### CS52 - Spring 2017 - Class 22

#### Lecture notes

- Mentors for next semester (applications due today!)

• deterministic finite automata (DFA) review
- basic idea
- we have a set of states (indicated by circles)
- we have a start state where computation (indicated by an arrow)
- we have a collections of final states (indicate by states with an inner circle)
- for each state and each letter in our alphabet, we have a transition to another state

- computing
- we have a string as input on a tape
- we start at the beginning of the string
- read a symbol from the tape and transition to the state indicated by the model
- if:
- we end in a final state (i.e. get to the end of the string) we accept the string
- otherwise, if when we get to the end of the string/tape we're in a non-final state we reject

• DFAs over numbers
- we can use any alphabet we want
- if we use 1's and 0's we can interpret them as binary numbers!

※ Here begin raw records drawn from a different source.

use std::collections::HashMap;
use std::future::Future;
use std::io::ErrorKind;
use std::path::{Component, Path, PathBuf};
use std::sync::Arc;
use tokio::sync::RwLock;
use uuid::Uuid;

use crate::config::{StorageBackend, StorageConfig};
use crate::error::StoreError;

#[cfg(feature = "redis-store")]
use super::redis_store::RedisStore;

/// Keyed blob storage behind the caches. Keys are relative, `/`-separated
/// paths such as `plans/<id>.json`. A `put` is atomic: readers see either
/// the old value or the new one.
pub trait BlobStore: Send + Sync {
    fn get(&self, key: &str) -> impl Future<Output = Result<Option<Vec<u8>>, StoreError>> + Send;

    fn put(&self, key: &str, value: Vec<u8>) -> impl Future<Output = Result<(), StoreError>> + Send;

    /// Returns whether something was removed.
    fn delete(&self, key: &str) -> impl Future<Output = Result<bool, StoreError>> + Send;

    /// Keys directly under `prefix`, sorted.
    fn list(&self, prefix: &str) -> impl Future<Output = Result<Vec<String>, StoreError>> + Send;
}

pub(crate) fn check_key(key: &str) -> Result<(), StoreError> {
    let path = Path::new(key);
    let plain = !key.is_empty() && path.components().all(|c| matches!(c, Component::Normal(_)));
    if plain {
        Ok(())
    } else {
        Err(StoreError::InvalidKey(key.to_string()))
    }
}

/// One file per key under a data directory.
#[derive(Debug, Clone)]
pub struct FsStore {
    root: PathBuf,
}

impl FsStore {
    pub fn new(root: impl Into<PathBuf>) -> Self {
        Self { root: root.into() }
    }

    pub fn root(&self) -> &Path {
        &self.root
    }

    fn path(&self, key: &str) -> Result<PathBuf, StoreError> {
        check_key(key)?;
        Ok(self.root.join(key))
    }
}

impl BlobStore for FsStore {
    async fn get(&self, key: &str) -> Result<Option<Vec<u8>>, StoreError> {
        match tokio::fs::read(self.path(key)?).await {
            Ok(bytes) => Ok(Some(bytes)),
            Err(e) if e.kind() == ErrorKind::NotFound => Ok(None),
            Err(e) => Err(e.into()),
        }
    }

    async fn put(&self, key: &str, value: Vec<u8>) -> Result<(), StoreError> {
        let path = self.path(key)?;
        if let Some(parent) = path.parent() {
            tokio::fs::create_dir_all(parent).await?;
        }
        // write aside, then rename over the target
        let tmp = path.with_extension(format!("{}.tmp", Uuid::new_v4().simple()));
        tokio::fs::write(&tmp, &value).await?;
        if let Err(e) = tokio::fs::rename(&tmp, &path).await {
            let _ = tokio::fs::remove_file(&tmp).await;
            return Err(e.into());
        }
        Ok(())
    }

    async fn delete(&self, key: &str) -> Result<bool, StoreError> {
        match tokio::fs::remove_file(self.path(key)?).await {
            Ok(()) => Ok(true),
            Err(e) if e.kind() == ErrorKind::NotFound => Ok(false),
            Err(e) => Err(e.into()),
        }
    }

    async fn list(&self, prefix: &str) -> Result<Vec<String>, StoreError> {
        let dir = prefix.trim_end_matches('/');
        let mut entries = match tokio::fs::read_dir(self.path(dir)?).await {
            Ok(entries) => entries,
            Err(e) if e.kind() == ErrorKind::NotFound => return Ok(Vec::new()),
            Err(e) => return Err(e.into()),
        };

        let mut keys = Vec::new();
        while let Some(entry) = entries.next_entry().await? {
            if !entry.file_type().await?.is_file() {
                continue;
            }
            let Ok(name) = entry.file_name().into_string() else { continue };
            if name.ends_with(".tmp") {
                continue;
            }
            keys.push(format!("{}/{}", dir, name));
        }
        keys.sort();
        Ok(keys)
    }
}

/// Process-local store; used by tests and the `memory` backend.
#[derive(Debug, Clone, Default)]
pub struct MemoryStore {
    blobs: Arc<RwLock<HashMap<String, Vec<u8>>>>,
}

impl MemoryStore {
    pub fn new() -> Self {
        Self::default()
    }
}

impl BlobStore for MemoryStore {
    async fn get(&self, key: &str) -> Result<Option<Vec<u8>>, StoreError> {
        check_key(key)?;
        Ok(self.blobs.read().await.get(key).cloned())
    }

    async fn put(&self, key: &str, value: Vec<u8>) -> Result<(), StoreError> {
        check_key(key)?;
        self.blobs.write().await.insert(key.to_string(), value);
        Ok(())
    }

    async fn delete(&self, key: &str) -> Result<bool, StoreError> {
        check_key(key)?;
        Ok(self.blobs.write().await.remove(key).is_some())
    }

    async fn list(&self, prefix: &str) -> Result<Vec<String>, StoreError> {
        let dir = format!("{}/", prefix.trim_end_matches('/'));
        let blobs = self.blobs.read().await;
        let mut keys: Vec<String> = blobs
            .keys()
            .filter(|k| k.strip_prefix(&dir).is_some_and(|rest| !rest.contains('/')))
            .cloned()
            .collect();
        keys.sort();
        Ok(keys)
    }
}

/// Backend picked from configuration at startup.
#[derive(Debug, Clone)]
pub enum Store {
    Fs(FsStore),
    Memory(MemoryStore),
    #[cfg(feature = "redis-store")]
    Redis(RedisStore),
}

impl Store {
    pub async fn from_config(config: &StorageConfig) -> Result<Self, StoreError> {
        match config.backend {
            StorageBackend::Fs => Ok(Store::Fs(FsStore::new(&config.data_dir))),
            StorageBackend::Memory => Ok(Store::Memory(MemoryStore::new())),
            #[cfg(feature = "redis-store")]
            StorageBackend::Redis => {
                let store = RedisStore::connect(&config.redis_url, &config.key_prefix).await?;
                Ok(Store::Redis(store))
            }
            #[cfg(not(feature = "redis-store"))]
            StorageBackend::Redis => Err(StoreError::Backend(
                "built without the redis-store feature".to_string(),
            )),
        }
    }

    pub fn backend_name(&self) -> &'static str {
        match self {
            Store::Fs(_) => "fs",
            Store::Memory(_) => "memory",
            #[cfg(feature = "redis-store")]
            Store::Redis(_) => "redis",
        }
    }
}

impl BlobStore for Store {
    async fn get(&self, key: &str) -> Result<Option<Vec<u8>>, StoreError> {
        match self {
            Store::Fs(s) => s.get(key).await,
            Store::Memory(s) => s.get(key).await,
            #[cfg(feature = "redis-store")]
            Store::Redis(s) => s.get(key).await,
        }
    }

    async fn put(&self, key: &str, value: Vec<u8>) -> Result<(), StoreError> {
        match self {
            Store::Fs(s) => s.put(key, value).await,
            Store::Memory(s) => s.put(key, value).await,
            #[cfg(feature = "redis-store")]
            Store::Redis(s) => s.put(key, value).await,
        }
    }

    async fn delete(&self, key: &str) -> Result<bool, StoreError> {
        match self {
            Store::Fs(s) => s.delete(key).await,
            Store::Memory(s) => s.delete(key).await,
            #[cfg(feature = "redis-store")]
            Store::Redis(s) => s.delete(key).await,
        }
    }

    async fn list(&self, prefix: &str) -> Result<Vec<String>, StoreError> {
        match self {
            Store::Fs(s) => s.list(prefix).await,
            Store::Memory(s) => s.list(prefix).await,
            #[cfg(feature = "redis-store")]
            Store::Redis(s) => s.list(prefix).await,
        }
    }
}
use anyhow::{Context, Result};
use clap::{Parser, Subcommand};
use serde::Serialize;
use std::path::PathBuf;
use tracing::info;
use tracing_subscriber::{layer::SubscriberExt, util::SubscriberInitExt, EnvFilter};

use exam_seating::{
    config::{Config, LogFormat},
    models::plan::GenerationRequest,
    services::{ExternalStudent, ExternalStudentService, SeatingService},
    AppState,
};

#[derive(Parser)]
#[command(name = "exam-seating", version, about = "Exam seat allocation and session cache")]
struct Cli {
    #[command(subcommand)]
    command: Command,
}

#[derive(Subcommand)]
enum Command {
    /// Create an empty planning session
    NewPlan {
        #[arg(long)]
        plan_id: Option<String>,
    },
    /// Generate a room from a JSON request file and save it
    Generate {
        plan_id: String,
        room: String,
        request: PathBuf,
    },
    /// Print a saved room
    Show { plan_id: String, room: String },
    /// Copy a room from one plan into another
    Import {
        source_plan_id: String,
        dest_plan_id: String,
        room: String,
    },
    /// Fix the plan, optionally keeping only some rooms
    Finalize {
        plan_id: String,
        #[arg(long = "keep")]
        keep: Vec<String>,
    },
    /// List unallocated seats of a room
    EmptySeats { plan_id: String, room: String },
    /// Seat a walk-in student on an empty seat
    AddExternal {
        plan_id: String,
        room: String,
        row: usize,
        col: usize,
        roll_number: String,
        #[arg(long, default_value = "External")]
        batch_label: String,
        #[arg(long)]
        name: Option<String>,
    },
    /// Free a seat taken by a walk-in student
    RemoveExternal {
        plan_id: String,
        room: String,
        row: usize,
        col: usize,
    },
    /// Delete a plan snapshot
    Delete { plan_id: String },
}

fn print_json<T: Serialize>(value: &T) -> Result<()> {
    println!("{}", serde_json::to_string_pretty(value)?);
    Ok(())
}

#[tokio::main]
async fn main() -> Result<()> {
    dotenvy::dotenv().ok();
    let config = Config::from_env().context("Failed to load configuration")?;

    let filter = EnvFilter::new(&config.app.rust_log);
    match config.app.log_format {
        LogFormat::Json => tracing_subscriber::registry()
            .with(filter)
            .with(tracing_subscriber::fmt::layer().json().with_writer(std::io::stderr))
            .init(),
        LogFormat::Text => tracing_subscriber::registry()
            .with(filter)
            .with(tracing_subscriber::fmt::layer().with_writer(std::io::stderr))
            .init(),
    }

    let cli = Cli::parse();
    info!(environment = %config.app.environment, "Starting exam seating");

    let state = AppState::new(config)
        .await
        .map_err(|e| anyhow::anyhow!("Failed to open storage: {e}"))?;
    let seating = SeatingService::new(state.clone());
    let externals = ExternalStudentService::new(state.clone());

    match cli.command {
        Command::NewPlan { plan_id } => {
            let plan_id = state.cache.create_plan(plan_id.as_deref()).await?;
            println!("{plan_id}");
        }
        Command::Generate { plan_id, room, request } => {
            let raw = tokio::fs::read(&request)
                .await
                .with_context(|| format!("Failed to read {}", request.display()))?;
            let request: GenerationRequest =
                serde_json::from_slice(&raw).context("Malformed generation request")?;
            let outcome = seating.generate_room(&plan_id, &room, request).await?;
            info!(source = ?outcome.source, written = outcome.written, "Generation finished");
            print_json(&outcome.response())?;
        }
        Command::Show { plan_id, room } => {
            let result = state
                .cache
                .load_room(&plan_id, &room)
                .await?
                .with_context(|| format!("Room {room:?} not found in plan {plan_id}"))?;
            print_json(&result)?;
        }
        Command::Import { source_plan_id, dest_plan_id, room } => {
            let result = seating.import_room(&source_plan_id, &dest_plan_id, &room).await?;
            print_json(&result.validation())?;
        }
        Command::Finalize { plan_id, keep } => {
            let keep = (!keep.is_empty()).then_some(keep);
            let snapshot = state.cache.finalize(&plan_id, keep.as_deref()).await?;
            print_json(&snapshot.metadata)?;
        }
        Command::EmptySeats { plan_id, room } => {
            let seats = state.cache.empty_seats(&plan_id, &room).await?;
            let positions: Vec<String> = seats.iter().map(|s| s.position()).collect();
            print_json(&positions)?;
        }
        Command::AddExternal { plan_id, room, row, col, roll_number, batch_label, name } => {
            let student = ExternalStudent {
                student_name: name,
                ..ExternalStudent::new(roll_number, batch_label)
            };
            let seat = externals.add_external(&plan_id, &room, row, col, student).await?;
            print_json(&seat)?;
        }
        Command::RemoveExternal { plan_id, room, row, col } => {
            let seat = externals.remove_external(&plan_id, &room, row, col).await?;
            print_json(&seat)?;
        }
        Command::Delete { plan_id } => {
            let removed = state.cache.delete_snapshot(&plan_id).await?;
            println!("{}", if removed { "deleted" } else { "not found" });
        }
    }
    Ok(())
}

- greater_5 (6): determines if the input string, when interpreted as a binary number, is greater than 5

- write a DFA that determines if a number is odd
- look at odd_number

• non-deterministic finite automata (NFA)
- almost identical definition to DFA except:
- for a given state and input, can go to zero, one or *more* states (rather than just a single one for DFAs)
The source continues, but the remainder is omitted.